The analysis of DNA inherited from a single parent has provided valuable insights into the history of human and animal populations. However, until recently insufficient information was not available to investigate the paternal lines of the domestic horse.
Modern horse breeds were established in the last two centuries and has been achieved through the use in breeding of a few selected males thereby restricting the genetic diversity.
This gap has been filled by Barbara Wallner and colleagues at the University of Veterinary Medicine, Vienna, who present information on the genetic variability in the horse Y chromosome and show how various breeds of the modern horse are interrelated. The results have just been published in the online journal PLOS ONE.
In mammals, an individual's sex is determined by the chromosomes it inherits from its parents. Two X chromosomes lead to a female, whereas one X and one Y lead to a male. Y chromosomes are only passed from fathers to sons, so each Y chromosome represents the male genealogy of the animal in question. In contrast, mitochondria are passed on by mothers to all their offspring.
This means that an analysis of the genetic material or DNA of mitochondria can give information on the female ancestry. For the modern horse, it is well known that mitochondrial DNA is extremely diverse and this has been interpreted to mean that many ancestral female horses have passed their DNA on to modern horse breeds.
Until recently, though, essentially no sequence diversity had been detected on the Y chromosome of the domestic horse. Not only does the lack of sequence markers on the Y chromosome make it impossible to trace male lineages with confidence, it also represents a scientific paradox. How can a species with so many female lines have so few male lines?
Wallner initially selected seventeen horses from a range of European breeds.

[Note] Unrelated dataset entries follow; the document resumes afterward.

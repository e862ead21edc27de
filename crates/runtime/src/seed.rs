// SPDX-License-Identifier: BUSL-1.1
// Copyright (c) 2026 Alfred Jean LLC

//! Starter-template seeding from a pre-existing live dashboard

use plash_core::DashboardTemplate;
use serde_json::{json, Value};
use std::path::Path;

/// Template id used for the auto-seeded starter.
pub const STARTER_TEMPLATE_ID: &str = "starter";

/// Build a starter template whose skeleton is the current live dashboard.
///
/// Returns `None` when the live file is absent, unreadable, or not an
/// object. A `summary` field is included only when the live document
/// carries a string at `/summary`; otherwise the template runs with no
/// fields and republishes the skeleton as-is.
pub fn starter_template(live_path: &Path) -> Option<DashboardTemplate> {
    let text = std::fs::read_to_string(live_path).ok()?;
    let doc: Value = serde_json::from_str(&text).ok()?;
    if !doc.is_object() {
        return None;
    }

    let mut fields = Vec::new();
    if doc.get("summary").map(Value::is_string).unwrap_or(false) {
        fields.push(json!({
            "id": "summary",
            "pointer": "/summary",
            "type": "string",
            "prompt": "One-line summary of the current dashboard state.",
            "constraints": {"max_len": 280},
        }));
    }

    serde_json::from_value(json!({
        "id": STARTER_TEMPLATE_ID,
        "name": "Starter Dashboard",
        "enabled": true,
        "schedule": {"mode": "interval", "every_minutes": 30, "timezone": "UTC"},
        "base_dashboard": doc,
        "fields": fields,
    }))
    .ok()
}

#[cfg(test)]
#[path = "seed_tests.rs"]
mod tests;
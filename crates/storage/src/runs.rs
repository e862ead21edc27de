// SPDX-License-Identifier: BUSL-1.1
// Copyright (c) 2026 Alfred Jean LLC

//! Run-artifact store: append-only records under `runs/<template_id>/`

use crate::{atomic_write_json, read_json, DataPaths, StorageError};
use plash_core::RunArtifact;
use std::fs;
use std::io;
use std::path::PathBuf;

/// Disk-backed store for per-run artifacts.
#[derive(Debug, Clone)]
pub struct RunStore {
    paths: DataPaths,
}

impl RunStore {
    pub fn new(paths: DataPaths) -> Self {
        Self { paths }
    }

    /// Persist one artifact, named by its start timestamp.
    pub fn append(&self, artifact: &RunArtifact) -> Result<PathBuf, StorageError> {
        let path = self.paths.run_file(&artifact.template_id, &artifact.file_stem());
        atomic_write_json(&path, artifact)?;
        Ok(path)
    }

    /// The `n` most recent artifacts for a template, descending by file
    /// name (ISO timestamps sort chronologically).
    pub fn latest(&self, template_id: &str, n: usize) -> Result<Vec<RunArtifact>, StorageError> {
        let mut names = self.artifact_names(template_id)?;
        names.sort_by(|a, b| b.cmp(a));

        let mut artifacts = Vec::new();
        for name in names.into_iter().take(n) {
            let path = self.paths.template_runs_dir(template_id).join(&name);
            if let Some(artifact) = read_json::<RunArtifact>(&path)? {
                artifacts.push(artifact);
            }
        }
        Ok(artifacts)
    }

    /// Delete the oldest artifacts beyond `keep` for a template.
    pub fn prune(&self, template_id: &str, keep: usize) -> Result<usize, StorageError> {
        let mut names = self.artifact_names(template_id)?;
        if names.len() <= keep {
            return Ok(0);
        }
        names.sort();
        let excess = names.len() - keep;
        for name in names.into_iter().take(excess) {
            let path = self.paths.template_runs_dir(template_id).join(name);
            match fs::remove_file(&path) {
                Ok(()) => {}
                Err(err) if err.kind() == io::ErrorKind::NotFound => {}
                Err(err) => return Err(err.into()),
            }
        }
        Ok(excess)
    }

    /// Remove a template's entire run directory (template deletion).
    pub fn remove_all(&self, template_id: &str) -> Result<(), StorageError> {
        match fs::remove_dir_all(self.paths.template_runs_dir(template_id)) {
            Ok(()) => Ok(()),
            Err(err) if err.kind() == io::ErrorKind::NotFound => Ok(()),
            Err(err) => Err(err.into()),
        }
    }

    fn artifact_names(&self, template_id: &str) -> Result<Vec<String>, StorageError> {
        let dir = self.paths.template_runs_dir(template_id);
        let entries = match fs::read_dir(&dir) {
            Ok(entries) => entries,
            Err(err) if err.kind() == io::ErrorKind::NotFound => return Ok(Vec::new()),
            Err(err) => return Err(err.into()),
        };
        let mut names = Vec::new();
        for entry in entries {
            let name = entry?.file_name().to_string_lossy().into_owned();
            if name.ends_with(".json") {
                names.push(name);
            }
        }
        Ok(names)
    }
}

#[cfg(test)]
#[path = "runs_tests.rs"]
mod tests;
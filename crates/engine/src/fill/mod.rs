// SPDX-License-Identifier: BUSL-1.1
// Copyright (c) 2026 Alfred Jean LLC

//! Fill runner: pluggable source of field values for a template run.
//!
//! A provider receives a [`FillContext`] and yields the raw JSON payload
//! it extracted from its source. Shape validation into a typed
//! [`FillResponse`] is the executor's next gate, so repair hints can
//! carry the validation message back into the next provider call.

mod agent;
mod command;
mod mock;
pub mod parse;
pub mod prompt;

pub use agent::OpenclawRunner;
pub use command::CommandRunner;
pub use mock::MockRunner;

use async_trait::async_trait;
use plash_core::DashboardTemplate;
use serde_json::{Map, Value};
use thiserror::Error;

/// Errors from fill providers and response shaping
#[derive(Debug, Error)]
pub enum FillError {
    #[error("fill provider {provider} failed: {message}")]
    Provider { provider: &'static str, message: String },
    #[error("fill provider {provider} produced no extractable JSON")]
    Parse { provider: &'static str },
    #[error("fill response shape invalid: {}", .errors.join("; "))]
    ShapeInvalid { errors: Vec<String> },
    #[error("fill command provider is disabled (enable allow_fill_command)")]
    Disabled,
}

/// Everything a provider needs for one fill invocation.
pub struct FillContext<'a> {
    pub template: &'a DashboardTemplate,
    /// Current value at each field pointer, keyed by field id.
    pub current_values: &'a Map<String, Value>,
    /// Retry attempt number, starting at 0.
    pub attempt: u32,
    /// Failure message from the previous repair iteration, when any.
    pub error_hint: Option<String>,
}

/// Typed fill response after shape validation.
#[derive(Debug, Clone)]
pub struct FillResponse {
    pub values: Map<String, Value>,
}

impl FillResponse {
    /// Shape-validate a raw provider payload into a typed response.
    pub fn from_value(value: &Value) -> Result<Self, FillError> {
        let errors = crate::schema::validate_fill_response_value(value);
        if !errors.is_empty() {
            return Err(FillError::ShapeInvalid { errors });
        }
        // Shape validation guarantees the values object exists.
        let values = value
            .get("values")
            .and_then(Value::as_object)
            .cloned()
            .ok_or_else(|| FillError::ShapeInvalid {
                errors: vec!["values must be an object".to_string()],
            })?;
        Ok(Self { values })
    }
}

/// A pluggable source of field values.
#[async_trait]
pub trait FillRunner: Send + Sync {
    fn provider_name(&self) -> &'static str;

    /// Produce the raw fill payload for one invocation.
    async fn run(&self, ctx: &FillContext<'_>) -> Result<Value, FillError>;
}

She pooled their DNAs and used modern sequencing technology to examine the level of diversity on a 200 kb portion of the Y chromosome she had previously sequenced.
The Y chromosomes were found to be highly similar: only five positions turned out to be variable. As Wallner says, "the results confirmed what we had previously suspected: that the Y chromosomes of modern breeds of horse show far less variability than those of other domestic animals."
The five variable positions, or polymorphisms, were nevertheless sufficient to enable the researchers to derive a type of "family tree" for the various breeds of modern horse they investigated. An examination of over 600 stallions from 58 (largely European) breeds showed that the animals could be grouped into six basic lines or haplotypes.
The ancestral haplotype is distributed across almost all breeds and geographical regions. A second haplotype also occurs at high frequencies across a broad range of breeds, although not in northern European breeds or in horses from the Iberian Peninsula.
A third haplotype is present in almost all English Thoroughbreds and in many warm-blooded breeds. The final three haplotypes are only found in local northern European breeds: one in Icelandic horses, one in Norwegian Fjord horses and one in Shetland ponies.
The pedigree of horses is very tightly controlled, with studbooks in many cases going as far back as the 18th century. Combining the results of the genetic analysis with pedigree data enabled the scientists to trace the paternal roots of many of the current male lines.
Wallner feels that, "the results were intriguing, for example in the way the distribution of one haplotype reflects the widespread movement of stallions from the Middle East to Central and Western Europe in the past 200 years.
Another haplotype results from a mutation that occurred in the famous English Thoroughbred stallion 'Eclipse' or in his son or grandson. It is amazing to see how much influence this line has had on modern sport horses: almost all English Thoroughbreds and nearly half the modern sport horse breeds carry the Eclipse haplotype."
The Vetmeduni Vienna scientists have confirmed the low diversity of the horse Y chromosome, which contrasts sharply with range of mitochondrial DNA haplotypes observed in modern horses.
The difference is presumably due to the strong variation in male reproductive success. Wild horses have a polygynous breeding pattern, while the intensive breeding practices in domestic horses mean that single stallions can effectively pass on their DNA to entire generations.
The senior author on the paper, Gottfried Brem, comments that, "most modern breeds were established in the last two centuries, during which time the horse has undergone a transition from working and military use towards leisure and sports. This has largely been achieved through the use in breeding of a few selected males. The restricted genetic diversity of the modern horse Y chromosome is a reflection of what has survived the species' dynamic history."